Starting Monday my schedule here will be completely changing. I told the secondary principle that it won't work unless I have regular classes so he organized them for me in the afternoon after school hours. Then Timon said he would prefer I spend more time in the primary school so I am going to be teaching there all morning and not going to the dispensary at all (at least not on a daily basis). I am a little sad because I liked helping at the clinic, and teaching is harder, but I know that with my lack of medical experience and the situation in the schools teaching is where I can have the most impact. Unfortunately the classes that don't have teachers are mainly science classes. Not only am I completely inadequate as a science teacher, but the primary principle doesn't know where they are in the curriculum and one of the classes is fifth grade so communication will be next to impossible. Lovely.

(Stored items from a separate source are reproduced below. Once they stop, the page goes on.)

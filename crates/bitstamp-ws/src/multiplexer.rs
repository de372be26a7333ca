//! Channel multiplexer
//!
//! One WebSocket connection carries every topic. Callers subscribe by
//! (channel kind, instrument); the driver task sends control messages,
//! tracks acknowledgments, and routes data frames to the listeners of the
//! exact topic they address.

use crate::events::{ConnectInfo, ConnectionState, DisconnectReason, ResubscribePolicy};
use crate::listeners::{ListenerId, Listeners};
use crate::reconnect::{ReconnectConfig, DEFAULT_CONNECT_TIMEOUT};
use crate::subscription::SubscriptionSet;
use crate::transport::{Transport, TransportError, WsTransport};

use bitstamp_types::{ChannelKind, ControlRequest, FrameKind, InboundFrame, StreamError, StreamResult, TopicEvent};
use parking_lot::{Mutex, RwLock};
use std::collections::VecDeque;
use std::sync::atomic::{AtomicBool, Ordering};
use std::sync::Arc;
use tokio::runtime::Handle;
use tokio::sync::mpsc;
use tokio::task::JoinHandle;
use tokio::time::{timeout, Duration};
use tracing::{debug, error, info, trace, warn};

/// Bitstamp WebSocket API v2 endpoint
pub const STREAM_URL: &str = "wss://ws.bitstamp.net";

/// Builds a fresh transport for each connection attempt
pub type TransportFactory = Arc<dyn Fn(&str, Duration) -> Box<dyn Transport> + Send + Sync>;

/// Configuration for the multiplexer's connection
#[derive(Debug, Clone)]
pub struct StreamConfig {
    /// WebSocket endpoint
    pub url: String,
    /// Timeout for each connection attempt
    pub connect_timeout: Duration,
    /// Reconnection settings for dropped transports
    pub reconnect: ReconnectConfig,
    /// Resubscription after reconnects
    pub resubscribe: ResubscribePolicy,
}

impl Default for StreamConfig {
    fn default() -> Self {
        Self {
            url: STREAM_URL.to_string(),
            connect_timeout: DEFAULT_CONNECT_TIMEOUT,
            reconnect: ReconnectConfig::default(),
            resubscribe: ResubscribePolicy::default(),
        }
    }
}

impl StreamConfig {
    /// Create a new config with default values
    pub fn new() -> Self {
        Self::default()
    }

    /// Set the endpoint URL
    pub fn with_url(mut self, url: impl Into<String>) -> Self {
        self.url = url.into();
        self
    }

    /// Set connection timeout
    pub fn with_timeout(mut self, timeout: Duration) -> Self {
        self.connect_timeout = timeout;
        self
    }

    /// Set reconnection config
    pub fn with_reconnect(mut self, config: ReconnectConfig) -> Self {
        self.reconnect = config;
        self
    }

    /// Set the resubscription policy
    pub fn with_resubscribe(mut self, policy: ResubscribePolicy) -> Self {
        self.resubscribe = policy;
        self
    }
}
use crate::ok_or_continue;
use crate::Error;
use midir::{MidiInput, MidiInputConnection, MidiInputPort, MidiOutput, MidiOutputConnection};

fn guess_port<T: midir::MidiIO>(midi_io: &T, keyword: &str) -> Option<T::Port> {
    for port in midi_io.ports() {
        let name = ok_or_continue!(midi_io.port_name(&port));

        if name.contains(keyword) {
            return Some(port);
        }
    }

    None
}

/// A stateful decoder that turns the raw MIDI byte stream into typed messages.
///
/// The transport hands bytes over in arbitrary chunks; implementations must
/// keep whatever state they need (e.g. a partially collected SysEx body)
/// across calls to [`feed`](MidiStreamDecoder::feed).
pub trait MidiStreamDecoder: Default + Send + 'static {
    type Message: Send + 'static;

    /// Consume a chunk of bytes, invoking `emit` once per decoded message.
    fn feed(&mut self, bytes: &[u8], emit: &mut dyn FnMut(Self::Message));
}

pub trait OutputDevice
where
    Self: Sized,
{
    const MIDI_CONNECTION_NAME: &'static str;
    const MIDI_DEVICE_KEYWORD: &'static str;

    /// Initiate from an existing midir connection.
    fn from_connection(connection: MidiOutputConnection) -> Result<Self, Error>;

    fn send(&mut self, bytes: &[u8]) -> Result<(), Error>;

    /// Search the MIDI devices and connect to the first one matching
    /// [`Self::MIDI_DEVICE_KEYWORD`].
    fn guess() -> Result<Self, Error> {
        Self::with_device_keyword(Self::MIDI_DEVICE_KEYWORD)
    }

    /// Like [`OutputDevice::guess`], but searching for a caller-supplied port
    /// name fragment instead of the default keyword.
    fn with_device_keyword(keyword: &str) -> Result<Self, Error> {
        let midi_output = MidiOutput::new(crate::APPLICATION_NAME)?;

        let port = guess_port(&midi_output, keyword).ok_or_else(|| Error::DeviceNotFound {
            keyword: keyword.to_owned(),
        })?;

        let connection = midi_output.connect(&port, Self::MIDI_CONNECTION_NAME)?;

        Self::from_connection(connection)
    }
}

pub struct InputDeviceHandler {
    // never read, but it keeps the connection alive
    #[allow(dead_code)]
    connection: MidiInputConnection<()>,
}

pub struct InputDeviceHandlerPolling<Message> {
    #[allow(dead_code)]
    connection: MidiInputConnection<()>,
    receiver: std::sync::mpsc::Receiver<Message>,
}

impl<Message> InputDeviceHandlerPolling<Message> {
    /// Wait for a message to arrive, and return that. For a non-blocking
    /// variant, see `try_recv()`.
    pub fn recv(&self) -> Message {
        self.receiver
            .recv()
            .expect("Message sender has hung up - please report a bug")
    }

    /// If there is a pending message, return that. Otherwise, return `None`.
    ///
    /// This function does not block.
    pub fn try_recv(&self) -> Option<Message> {
        use std::sync::mpsc::TryRecvError;
        match self.receiver.try_recv() {
            Ok(msg) => Some(msg),
            Err(TryRecvError::Empty) => None,
            Err(TryRecvError::Disconnected) => {
                panic!("Message sender has hung up - please report a bug")
            }
        }
    }

    /// Receives a single message. If no message arrives within the timespan
    /// specified by `timeout`, `None` is returned.
    pub fn recv_timeout(&self, timeout: std::time::Duration) -> Option<Message> {
        use std::sync::mpsc::RecvTimeoutError;
        match self.receiver.recv_timeout(timeout) {
            Ok(msg) => Some(msg),
            Err(RecvTimeoutError::Timeout) => None,
            Err(RecvTimeoutError::Disconnected) => {
                panic!("Message sender has hung up - please report a bug")
            }
        }
    }

    /// Returns an iterator over all arriving messages. The iterator will only
    /// return when the MIDI connection has been dropped.
    ///
    /// For an iteration method that doesn't block, but returns immediately
    /// when there are no more pending messages, see `iter_pending`.
    pub fn iter(&self) -> impl Iterator<Item = Message> + '_ {
        self.receiver.iter()
    }

    /// Returns an iterator over the currently pending messages. As soon as
    /// all pending messages have been iterated over, the iterator will return.
    ///
    /// For an iteration method that will block, waiting for new messages to
    /// arrive, see `iter()`.
    pub fn iter_pending(&self) -> impl Iterator<Item = Message> + '_ {
        self.receiver.try_iter()
    }

    /// Drain any pending messages. The Fire queues up button input while
    /// nothing is connected to it and releases the stale events as soon as
    /// someone connects; call `drain()` right after establishing the
    /// connection if you don't want to deal with those.
    ///
    /// This function returns the number of messages that were discarded.
    pub fn drain(&self) -> usize {
        self.iter_pending().count()
    }
}

pub trait InputDevice {
    const MIDI_CONNECTION_NAME: &'static str;
    const MIDI_DEVICE_KEYWORD: &'static str;
    type Decoder: MidiStreamDecoder;

    #[must_use = "If not saved, the connection will be immediately dropped"]
    fn from_port<F>(
        midi_input: MidiInput,
        port: &MidiInputPort,
        mut user_callback: F,
    ) -> Result<InputDeviceHandler, Error>
    where
        F: FnMut(<Self::Decoder as MidiStreamDecoder>::Message) + Send + 'static,
    {
        let mut decoder = Self::Decoder::default();
        let midir_callback = move |_timestamp: u64, data: &[u8], _: &mut ()| {
            decoder.feed(data, &mut |msg| (user_callback)(msg));
        };

        let connection = midi_input.connect(port, Self::MIDI_CONNECTION_NAME, midir_callback, ())?;

        Ok(InputDeviceHandler { connection })
    }

    #[must_use = "If not saved, the connection will be immediately dropped"]
    fn from_port_polling(
        midi_input: MidiInput,
        port: &MidiInputPort,
    ) -> Result<InputDeviceHandlerPolling<<Self::Decoder as MidiStreamDecoder>::Message>, Error>
    {
        let (sender, receiver) = std::sync::mpsc::channel();

        let mut decoder = Self::Decoder::default();
        let midir_callback = move |_timestamp: u64, data: &[u8], _: &mut ()| {
            decoder.feed(data, &mut |msg| {
                // The following statement can only panic when the receiver was dropped but the
                // connection is still alive. This can't happen by accident I think, because the
                // user would have to destructure the input device handler in order to get the
                // connection and the receiver seperately, in order to drop one but not the other -
                // but if he does that it's his fault that he gets a panic /shrug
                sender
                    .send(msg)
                    .expect("Message receiver has hung up (this shouldn't happen)");
            });
        };

        let connection = midi_input.connect(port, Self::MIDI_CONNECTION_NAME, midir_callback, ())?;

        Ok(InputDeviceHandlerPolling {
            connection,
            receiver,
        })
    }

    /// Search the MIDI devices and choose the first one matching
    /// [`Self::MIDI_DEVICE_KEYWORD`].
    #[must_use = "If not saved, the connection will be immediately dropped"]
    fn guess<F>(user_callback: F) -> Result<InputDeviceHandler, Error>
    where
        F: FnMut(<Self::Decoder as MidiStreamDecoder>::Message) + Send + 'static,
    {
        Self::with_device_keyword(Self::MIDI_DEVICE_KEYWORD, user_callback)
    }

    /// Like [`InputDevice::guess`], but searching for a caller-supplied port
    /// name fragment instead of the default keyword.
    #[must_use = "If not saved, the connection will be immediately dropped"]
    fn with_device_keyword<F>(keyword: &str, user_callback: F) -> Result<InputDeviceHandler, Error>
    where
        F: FnMut(<Self::Decoder as MidiStreamDecoder>::Message) + Send + 'static,
    {
        let midi_input = MidiInput::new(crate::APPLICATION_NAME)?;

        let port = guess_port(&midi_input, keyword).ok_or_else(|| Error::DeviceNotFound {
            keyword: keyword.to_owned(),
        })?;

        Self::from_port(midi_input, &port, user_callback)
    }

    /// Search the MIDI devices and choose the first one matching
    /// [`Self::MIDI_DEVICE_KEYWORD`], returning a polling-style handler.
    #[must_use = "If not saved, the connection will be immediately dropped"]
    fn guess_polling(
    ) -> Result<InputDeviceHandlerPolling<<Self::Decoder as MidiStreamDecoder>::Message>, Error>
    {
        let midi_input = MidiInput::new(crate::APPLICATION_NAME)?;

        let port =
            guess_port(&midi_input, Self::MIDI_DEVICE_KEYWORD).ok_or_else(|| {
                Error::DeviceNotFound {
                    keyword: Self::MIDI_DEVICE_KEYWORD.to_owned(),
                }
            })?;

        Self::from_port_polling(midi_input, &port)
    }
}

So a day in the life of African Ellie will go as follows: wake up at six, make some oatmeal and walk up to primary. Teach 6th grade math, seventh grade science, 5th grade science (ahhh!), 6th grade English. Eat lunch either in this tiny, dark, fly-infested room that they call a restaurant or with the teachers at secondary. Either way lunch probably consists of ugali, which is maze flour and water boiled into a very thick porridge and shaped into a cake, and sakuma wiki, which is a kale like vegetable that is shreaded and steamed/stir fried. Sometimes there are small fish, which are exactly what they sound like. They are the fish that little children try to catch in the shallow water at the lake and people here dry them, fry them and eat them whole whole. Eyes and all.
After lunch I will teach 9th and 11th grade computer classes and then either go home or help out at the dispensary for a little while. Back at home I usually help cook dinner (which is the same as lunch), and let me tell you everything here is harder than it looks. I probably would have lost a finger to shreading sakuma wiki if the knives weren't so dull and after mixing, stirring and shaping the ugali over a fire I was dripping sweat and heavilly panting. It was fairly humiliating. Kenyans just sit there and stir it and then pick up the burning hot pot with their bare hands, but I swear to God it's like stirring cement, and the smoke is blinding, and then you have to somehow flip the pot off the fire onto a plate, without any hot pads because those do not exist here. It really does not seem worth that much effort for ugali, but then again it doesn't require so much effort when they do it, and I guess they don't have much choice.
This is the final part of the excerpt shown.